*** Opening RECORDED DATA ***

//! Child slot markers embedded in rendered markup.
//!
//! The template parser replaces a child token with a plain text marker; the
//! presentation surface later swaps the first occurrence of that marker for
//! a real anchor node. Keeping the format here lets both sides agree on it
//! without depending on each other.

/// Opens a slot marker. Followed by the slot name.
pub const MARKER_OPEN: &str = "[[#";

/// Closes a slot marker.
pub const MARKER_CLOSE: &str = "]]";

/// The exact marker text emitted for slot `name`.
pub fn slot_marker(name: &str) -> String {
    let mut marker = String::with_capacity(MARKER_OPEN.len() + name.len() + MARKER_CLOSE.len());
    marker.push_str(MARKER_OPEN);
    marker.push_str(name);
    marker.push_str(MARKER_CLOSE);
    marker
}

#[cfg(test)]
mod tests {
    use super::*;

    #[test]
    fn test_marker_format() {
        assert_eq!(slot_marker("header"), "[[#header]]");
        assert_eq!(slot_marker(""), "[[#]]");
    }
}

*** Closing RECORDED DATA ***

Using the entries above, return each line in which the word "text" occurs.

//! The template parser replaces a child token with a plain text marker; the
/// The exact marker text emitted for slot `name`.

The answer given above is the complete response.